* ACTION ITEM:
The answer should be one number only, namely how many lines of the records hold the word "JsonSchema".

Stored items from a collection:
_ _ _
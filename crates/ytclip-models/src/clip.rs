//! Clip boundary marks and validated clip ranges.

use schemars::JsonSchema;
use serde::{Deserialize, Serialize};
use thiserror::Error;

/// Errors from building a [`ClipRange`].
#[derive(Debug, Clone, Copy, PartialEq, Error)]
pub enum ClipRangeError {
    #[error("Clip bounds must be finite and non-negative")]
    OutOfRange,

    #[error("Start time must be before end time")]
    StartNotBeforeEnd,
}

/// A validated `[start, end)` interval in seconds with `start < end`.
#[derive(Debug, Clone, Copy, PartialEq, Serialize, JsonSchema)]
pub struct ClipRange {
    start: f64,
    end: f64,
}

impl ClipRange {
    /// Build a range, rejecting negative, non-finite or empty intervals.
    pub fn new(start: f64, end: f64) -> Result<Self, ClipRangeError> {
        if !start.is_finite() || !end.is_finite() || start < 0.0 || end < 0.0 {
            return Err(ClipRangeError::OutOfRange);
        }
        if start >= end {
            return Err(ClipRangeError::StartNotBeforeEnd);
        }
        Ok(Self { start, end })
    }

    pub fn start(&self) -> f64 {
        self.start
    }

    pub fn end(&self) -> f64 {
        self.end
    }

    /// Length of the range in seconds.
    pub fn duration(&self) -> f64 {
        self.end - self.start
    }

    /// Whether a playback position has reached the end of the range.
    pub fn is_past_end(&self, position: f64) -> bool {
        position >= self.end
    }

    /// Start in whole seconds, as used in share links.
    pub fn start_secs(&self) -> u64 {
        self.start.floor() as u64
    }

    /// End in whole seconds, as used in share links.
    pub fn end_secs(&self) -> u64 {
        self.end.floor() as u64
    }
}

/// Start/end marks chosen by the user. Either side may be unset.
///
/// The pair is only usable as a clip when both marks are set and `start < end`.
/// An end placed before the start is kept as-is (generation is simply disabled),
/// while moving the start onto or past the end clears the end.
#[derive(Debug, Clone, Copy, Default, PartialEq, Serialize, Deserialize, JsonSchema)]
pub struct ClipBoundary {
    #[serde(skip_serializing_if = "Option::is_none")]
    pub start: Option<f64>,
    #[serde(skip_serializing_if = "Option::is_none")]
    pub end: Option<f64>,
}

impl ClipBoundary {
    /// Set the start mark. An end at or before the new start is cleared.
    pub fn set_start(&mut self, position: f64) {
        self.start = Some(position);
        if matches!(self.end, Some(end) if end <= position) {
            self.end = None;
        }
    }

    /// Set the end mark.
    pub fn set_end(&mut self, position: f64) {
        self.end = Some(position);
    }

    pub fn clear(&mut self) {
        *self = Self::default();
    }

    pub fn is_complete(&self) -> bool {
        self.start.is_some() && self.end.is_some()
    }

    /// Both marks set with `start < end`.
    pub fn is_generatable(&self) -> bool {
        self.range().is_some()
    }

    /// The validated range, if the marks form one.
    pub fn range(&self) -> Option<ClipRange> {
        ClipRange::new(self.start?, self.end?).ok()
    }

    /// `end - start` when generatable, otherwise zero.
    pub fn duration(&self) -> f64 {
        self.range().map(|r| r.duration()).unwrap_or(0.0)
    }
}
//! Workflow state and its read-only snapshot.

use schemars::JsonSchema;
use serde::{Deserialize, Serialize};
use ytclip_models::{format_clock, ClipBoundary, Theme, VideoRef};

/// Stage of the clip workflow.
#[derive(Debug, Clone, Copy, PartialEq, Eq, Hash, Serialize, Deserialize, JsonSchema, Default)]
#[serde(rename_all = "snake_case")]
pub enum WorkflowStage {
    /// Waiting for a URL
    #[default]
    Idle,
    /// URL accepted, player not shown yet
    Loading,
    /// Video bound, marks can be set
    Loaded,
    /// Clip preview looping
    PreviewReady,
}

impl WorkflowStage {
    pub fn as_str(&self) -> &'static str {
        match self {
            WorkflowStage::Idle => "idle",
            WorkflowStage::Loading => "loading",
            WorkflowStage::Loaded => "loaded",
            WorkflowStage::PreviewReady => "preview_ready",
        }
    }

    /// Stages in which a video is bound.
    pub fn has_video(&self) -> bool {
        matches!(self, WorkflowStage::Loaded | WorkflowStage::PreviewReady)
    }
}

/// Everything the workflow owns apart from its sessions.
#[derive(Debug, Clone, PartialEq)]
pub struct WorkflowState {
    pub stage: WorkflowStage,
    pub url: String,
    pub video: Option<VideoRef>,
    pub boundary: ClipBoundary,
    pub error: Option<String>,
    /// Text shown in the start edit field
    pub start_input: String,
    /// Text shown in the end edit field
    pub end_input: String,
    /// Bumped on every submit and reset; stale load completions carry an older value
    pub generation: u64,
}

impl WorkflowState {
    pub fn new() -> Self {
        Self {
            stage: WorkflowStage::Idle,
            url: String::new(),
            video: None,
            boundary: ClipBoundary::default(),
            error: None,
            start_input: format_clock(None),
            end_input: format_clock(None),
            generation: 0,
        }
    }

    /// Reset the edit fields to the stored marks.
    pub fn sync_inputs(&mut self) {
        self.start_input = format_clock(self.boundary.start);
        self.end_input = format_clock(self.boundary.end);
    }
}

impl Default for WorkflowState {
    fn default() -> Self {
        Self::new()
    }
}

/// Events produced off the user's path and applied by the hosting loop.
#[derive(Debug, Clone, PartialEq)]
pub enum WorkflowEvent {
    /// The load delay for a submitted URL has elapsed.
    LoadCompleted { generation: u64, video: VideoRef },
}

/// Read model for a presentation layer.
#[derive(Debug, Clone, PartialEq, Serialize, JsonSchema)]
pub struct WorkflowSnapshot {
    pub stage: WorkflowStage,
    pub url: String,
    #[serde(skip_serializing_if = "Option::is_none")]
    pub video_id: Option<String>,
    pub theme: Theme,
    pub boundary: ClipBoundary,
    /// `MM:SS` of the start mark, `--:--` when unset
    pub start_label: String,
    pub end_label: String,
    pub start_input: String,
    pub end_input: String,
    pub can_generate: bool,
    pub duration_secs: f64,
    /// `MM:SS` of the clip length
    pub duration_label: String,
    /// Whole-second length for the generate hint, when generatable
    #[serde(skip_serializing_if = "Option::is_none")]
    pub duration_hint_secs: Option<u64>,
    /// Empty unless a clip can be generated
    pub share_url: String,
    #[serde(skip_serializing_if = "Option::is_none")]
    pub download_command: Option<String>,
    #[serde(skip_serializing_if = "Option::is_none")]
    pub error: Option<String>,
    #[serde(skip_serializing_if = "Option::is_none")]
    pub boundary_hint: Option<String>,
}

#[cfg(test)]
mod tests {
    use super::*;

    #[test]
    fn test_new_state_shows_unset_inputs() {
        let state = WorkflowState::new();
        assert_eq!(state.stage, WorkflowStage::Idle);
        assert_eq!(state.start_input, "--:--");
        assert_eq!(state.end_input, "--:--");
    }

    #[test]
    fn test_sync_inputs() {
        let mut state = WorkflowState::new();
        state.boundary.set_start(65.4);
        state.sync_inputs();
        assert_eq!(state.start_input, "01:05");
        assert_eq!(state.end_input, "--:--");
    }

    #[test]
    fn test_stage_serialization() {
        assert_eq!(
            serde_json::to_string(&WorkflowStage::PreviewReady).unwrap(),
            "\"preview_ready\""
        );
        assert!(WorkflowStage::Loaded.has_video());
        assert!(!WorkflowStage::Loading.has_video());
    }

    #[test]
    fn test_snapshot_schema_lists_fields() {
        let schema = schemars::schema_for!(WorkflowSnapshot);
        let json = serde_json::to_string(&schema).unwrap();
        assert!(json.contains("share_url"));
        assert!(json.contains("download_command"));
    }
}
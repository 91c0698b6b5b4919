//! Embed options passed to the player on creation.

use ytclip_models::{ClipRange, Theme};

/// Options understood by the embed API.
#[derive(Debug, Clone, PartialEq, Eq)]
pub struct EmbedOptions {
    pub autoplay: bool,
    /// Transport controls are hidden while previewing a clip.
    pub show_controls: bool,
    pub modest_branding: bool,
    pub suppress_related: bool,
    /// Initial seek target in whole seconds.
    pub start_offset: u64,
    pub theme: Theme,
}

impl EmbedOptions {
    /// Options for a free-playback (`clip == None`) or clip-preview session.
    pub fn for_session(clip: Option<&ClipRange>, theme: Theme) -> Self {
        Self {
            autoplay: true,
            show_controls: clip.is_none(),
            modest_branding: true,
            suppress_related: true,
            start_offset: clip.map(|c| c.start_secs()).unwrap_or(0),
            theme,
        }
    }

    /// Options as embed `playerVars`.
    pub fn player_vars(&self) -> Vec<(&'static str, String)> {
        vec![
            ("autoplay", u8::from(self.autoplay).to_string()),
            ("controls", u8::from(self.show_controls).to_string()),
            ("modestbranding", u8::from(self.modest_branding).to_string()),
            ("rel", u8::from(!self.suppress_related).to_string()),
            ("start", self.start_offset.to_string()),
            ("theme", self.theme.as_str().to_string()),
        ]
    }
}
_ _ _
* WRITTEN ANSWER:
6